Arrive ensuite le jour J. Les médecins déposent un ou deux embryons dans la cavité utérine de la receveuse à l’aide d’un cathéter (ceux qui restent sont congelés). Vous en avez fini avec le côté pratique, mais rien n’est complètement joué. Comme pour toutes les autres femmes, il faut prendre en compte un risque de fausse couche. Les chances de grossesse sont désormais de 50 % !

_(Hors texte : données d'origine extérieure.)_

use super::{assign_id, missing, new_repos, Storage};
use crate::client::ApiClient;
use crate::errors::FailedRequest;
use crate::Repo;
use async_trait::async_trait;
use failure::{Error, ResultExt};
use reqwest::{Method, StatusCode};
use serde_derive::{Deserialize, Serialize};
use serde_json::Value;

/// Store repos on a small JSON-over-HTTP service.
///
/// The service only understands `GET`, `POST` and `DELETE`, so bulk updates
/// and deletes are sent as a `POST /repo` with a `_method` envelope.
#[derive(Debug, Clone)]
pub struct RestStorage {
    client: ApiClient,
}

impl RestStorage {
    pub fn new<S: Into<String>>(base_url: S) -> RestStorage {
        RestStorage {
            client: ApiClient::new(base_url),
        }
    }

    async fn send(
        &self,
        method: Method,
        path: &str,
        body: Option<Value>,
    ) -> Result<Value, Error> {
        self.client.send_json(method, path, body.as_ref()).await
    }
}

#[derive(Debug, Serialize)]
#[serde(tag = "_method", rename_all = "lowercase")]
enum Envelope<'a> {
    Put { repos: &'a [Repo] },
    Delete { ids: Vec<&'a str> },
}

#[derive(Debug, Default, Deserialize)]
#[serde(default)]
struct Outcome {
    success: bool,
}

#[async_trait]
impl Storage for RestStorage {
    async fn fetch_repos(&self) -> Result<Vec<Repo>, Error> {
        let raw = self.send(Method::GET, "repo", None).await?;
        let repos =
            serde_json::from_value(raw).context("Expected a list of repos")?;

        Ok(repos)
    }

    async fn create_repo(&self, mut repo: Repo) -> Result<Repo, Error> {
        assign_id(&mut repo);

        let body = serde_json::to_value(&repo)?;
        let raw = self.send(Method::POST, "repo", Some(body)).await?;
        let created =
            serde_json::from_value(raw).context("Expected the created repo")?;

        Ok(created)
    }

    async fn create_many(&self, repos: Vec<Repo>) -> Result<Vec<Repo>, Error> {
        let existing = self.fetch_repos().await?;
        let fresh = new_repos(&existing, repos);

        if fresh.is_empty() {
            return Ok(fresh);
        }

        let body = serde_json::to_value(&fresh)?;
        let raw = self.send(Method::POST, "repo", Some(body)).await?;
        let created =
            serde_json::from_value(raw).context("Expected the created repos")?;

        Ok(created)
    }

    async fn update_repo(&self, repo: Repo) -> Result<Repo, Error> {
        let id = match repo.id.as_deref() {
            Some(id) => urlencoding::encode(id).into_owned(),
            None => return Err(missing(&repo)),
        };

        let body = serde_json::to_value(&repo)?;
        let raw = match self
            .send(Method::POST, &format!("repo/{}", id), Some(body))
            .await
        {
            Ok(raw) => raw,
            Err(ref e) if is_not_found(e) => return Err(missing(&repo)),
            Err(e) => return Err(e),
        };

        let updated =
            serde_json::from_value(raw).context("Expected the updated repo")?;
        Ok(updated)
    }

    async fn update_many(&self, repos: Vec<Repo>) -> Result<Vec<Repo>, Error> {
        if let Some(without_id) = repos.iter().find(|r| r.id.is_none()) {
            return Err(missing(without_id));
        }

        let body = serde_json::to_value(Envelope::Put { repos: &repos })?;
        let raw = self.send(Method::POST, "repo", Some(body)).await?;
        let updated =
            serde_json::from_value(raw).context("Expected the updated repos")?;

        Ok(updated)
    }

    async fn delete_repo(&self, repo: &Repo) -> Result<bool, Error> {
        let id = match repo.id.as_deref() {
            Some(id) => urlencoding::encode(id).into_owned(),
            None => return Ok(false),
        };

        match self.send(Method::DELETE, &format!("repo/{}", id), None).await {
            Ok(raw) => Ok(outcome(raw)?),
            Err(ref e) if is_not_found(e) => Ok(false),
            Err(e) => Err(e),
        }
    }

    async fn delete_many(&self, repos: &[Repo]) -> Result<bool, Error> {
        let ids: Vec<&str> = repos.iter().filter_map(|r| r.id.as_deref()).collect();

        if ids.is_empty() {
            return Ok(false);
        }

        let body = serde_json::to_value(Envelope::Delete { ids })?;
        let raw = self.send(Method::POST, "repo", Some(body)).await?;

        outcome(raw)
    }
}

fn outcome(raw: Value) -> Result<bool, Error> {
    // an empty 2xx body means the request went through
    if raw.is_null() {
        return Ok(true);
    }

    let Outcome { success } = serde_json::from_value(raw)
        .context("Expected a `{ \"success\": bool }` response")?;
    Ok(success)
}

fn is_not_found(err: &Error) -> bool {
    err.downcast_ref::<FailedRequest>()
        .map(|failed| failed.status == StatusCode::NOT_FOUND)
        .unwrap_or(false)
}

#[cfg(test)]
mod tests {
    use super::*;
    use crate::errors::NotFound;
    use serde_json::json;
    use wiremock::matchers::{body_json, method, path};
    use wiremock::{Mock, MockServer, ResponseTemplate};

    fn linux() -> Repo {
        Repo {
            id: Some(String::from("42")),
            full_name: Some(String::from("torvalds/linux")),
            url: Some(String::from("https://github.com/torvalds/linux")),
            ..Default::default()
        }
    }

    #[tokio::test]
    async fn fetch_every_repo() {
        let server = MockServer::start().await;
        Mock::given(method("GET"))
            .and(path("/repo"))
            .respond_with(ResponseTemplate::new(200).set_body_json(json!([
                { "id": "42", "full_name": "torvalds/linux", "url": "https://github.com/torvalds/linux" },
            ])))
            .expect(1)
            .mount(&server)
            .await;
        let storage = RestStorage::new(server.uri());

        let got = storage.fetch_repos().await.unwrap();

        assert_eq!(got, vec![linux()]);
    }

    #[tokio::test]
    async fn create_posts_the_entity() {
        let server = MockServer::start().await;
        Mock::given(method("POST"))
            .and(path("/repo"))
            .and(body_json(json!({ "id": "7", "full_name": "torvalds/linux" })))
            .respond_with(ResponseTemplate::new(201).set_body_json(json!({
                "id": "7",
                "full_name": "torvalds/linux",
            })))
            .expect(1)
            .mount(&server)
            .await;
        let storage = RestStorage::new(server.uri());
        let repo = Repo {
            id: Some(String::from("7")),
            full_name: Some(String::from("torvalds/linux")),
            ..Default::default()
        };

        let got = storage.create_repo(repo).await.unwrap();

        assert_eq!(got.id.as_deref(), Some("7"));
    }

    #[tokio::test]
    async fn created_repos_are_given_an_id() {
        let server = MockServer::start().await;
        Mock::given(method("POST"))
            .and(path("/repo"))
            .respond_with(|req: &wiremock::Request| {
                let body: Value = serde_json::from_slice(&req.body).unwrap();
                ResponseTemplate::new(201).set_body_json(body)
            })
            .expect(1)
            .mount(&server)
            .await;
        let storage = RestStorage::new(server.uri());
        let repo = Repo {
            url: Some(String::from("https://github.com/rust-lang/rust")),
            ..Default::default()
        };

        let got = storage.create_repo(repo).await.unwrap();

        assert!(got.id.is_some());
        assert_eq!(got.url.as_deref(), Some("https://github.com/rust-lang/rust"));
    }

    #[tokio::test]
    async fn bulk_create_only_sends_new_repos() {
        let server = MockServer::start().await;
        Mock::given(method("GET"))
            .and(path("/repo"))
            .respond_with(
                ResponseTemplate::new(200).set_body_json(json!([linux()])),
            )
            .mount(&server)
            .await;
        Mock::given(method("POST"))
            .and(path("/repo"))
            .respond_with(|req: &wiremock::Request| {
                let body: Value = serde_json::from_slice(&req.body).unwrap();
                ResponseTemplate::new(201).set_body_json(body)
            })
            .expect(1)
            .mount(&server)
            .await;
        let storage = RestStorage::new(server.uri());
        let rust = Repo {
            url: Some(String::from("https://github.com/rust-lang/rust")),
            ..Default::default()
        };
        let mut duplicate = linux();
        duplicate.id = None;

        let got = storage.create_many(vec![duplicate, rust]).await.unwrap();

        assert_eq!(got.len(), 1);
        assert_eq!(got[0].url.as_deref(), Some("https://github.com/rust-lang/rust"));
        assert!(got[0].id.is_some());
    }

    #[tokio::test]
    async fn update_one_posts_to_its_id() {
        let server = MockServer::start().await;
        Mock::given(method("POST"))
            .and(path("/repo/42"))
            .respond_with(
                ResponseTemplate::new(200).set_body_json(json!(linux())),
            )
            .expect(1)
            .mount(&server)
            .await;
        let storage = RestStorage::new(server.uri());

        let got = storage.update_repo(linux()).await.unwrap();

        assert_eq!(got, linux());
    }

    #[tokio::test]
    async fn updating_an_unknown_repo_is_not_found() {
        let server = MockServer::start().await;
        Mock::given(method("POST"))
            .and(path("/repo/42"))
            .respond_with(ResponseTemplate::new(404))
            .mount(&server)
            .await;
        let storage = RestStorage::new(server.uri());

        let err = storage.update_repo(linux()).await.unwrap_err();

        assert!(err.downcast_ref::<NotFound>().is_some());
    }

    #[tokio::test]
    async fn bulk_updates_use_the_put_envelope() {
        let server = MockServer::start().await;
        Mock::given(method("POST"))
            .and(path("/repo"))
            .and(body_json(json!({
                "_method": "put",
                "repos": [linux()],
            })))
            .respond_with(
                ResponseTemplate::new(200).set_body_json(json!([linux()])),
            )
            .expect(1)
            .mount(&server)
            .await;
        let storage = RestStorage::new(server.uri());

        let got = storage.update_many(vec![linux()]).await.unwrap();

        assert_eq!(got, vec![linux()]);
    }

    #[tokio::test]
    async fn delete_one_by_id() {
        let server = MockServer::start().await;
        Mock::given(method("DELETE"))
            .and(path("/repo/42"))
            .respond_with(
                ResponseTemplate::new(200).set_body_json(json!({ "success": true })),
            )
            .expect(1)
            .mount(&server)
            .await;
        let storage = RestStorage::new(server.uri());

        assert!(storage.delete_repo(&linux()).await.unwrap());
    }

    #[tokio::test]
    async fn deleting_an_unknown_repo_is_false() {
        let server = MockServer::start().await;
        Mock::given(method("DELETE"))
            .respond_with(ResponseTemplate::new(404))
            .mount(&server)
            .await;
        let storage = RestStorage::new(server.uri());
        let never_stored = Repo::default();

        assert!(!storage.delete_repo(&linux()).await.unwrap());
        assert!(!storage.delete_repo(&never_stored).await.unwrap());
    }

    #[tokio::test]
    async fn bulk_deletes_use_the_delete_envelope() {
        let server = MockServer::start().await;
        Mock::given(method("POST"))
            .and(path("/repo"))
            .and(body_json(json!({ "_method": "delete", "ids": ["42"] })))
            .respond_with(
                ResponseTemplate::new(200).set_body_json(json!({ "success": true })),
            )
            .expect(1)
            .mount(&server)
            .await;
        let storage = RestStorage::new(server.uri());

        assert!(storage.delete_many(&[linux()]).await.unwrap());
    }
}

| Les médecins prélèvent une quinzaine d’ovocytes à chaque ponction. Les couples en reçoivent environ cinq. Plusieurs receveuses peuvent donc bénéficier du même don ! |
L’IAD en quelques lignes
L’insémination artificielle avec donneur, comme son nom l’indique, consiste à déposer le sperme d’un anonyme (sorti tout droit des cuves de congélation !) dans l’ utérus de la receveuse, à l’aide d’un cathéter. Bien sûr, il est nécessaire de réaliser cette intervention en période d’ ovulation pour avoir une chance que les spermatozoïdes rencontrent l’ovule.
Le taux de réussite atteint les 20 % environ à chaque insémination. Tout comme la procréation « naturelle », l’IAD ne marche pas à tous les coups ! Mieux vaut donc se préparer à plusieurs échecs consécutifs...
Au bout de six tentatives d’IAD (le nombre maximum pris en charge par la sécurité sociale), les médecins peuvent changer de méthode et passer à la FIV avec le sperme du donneur.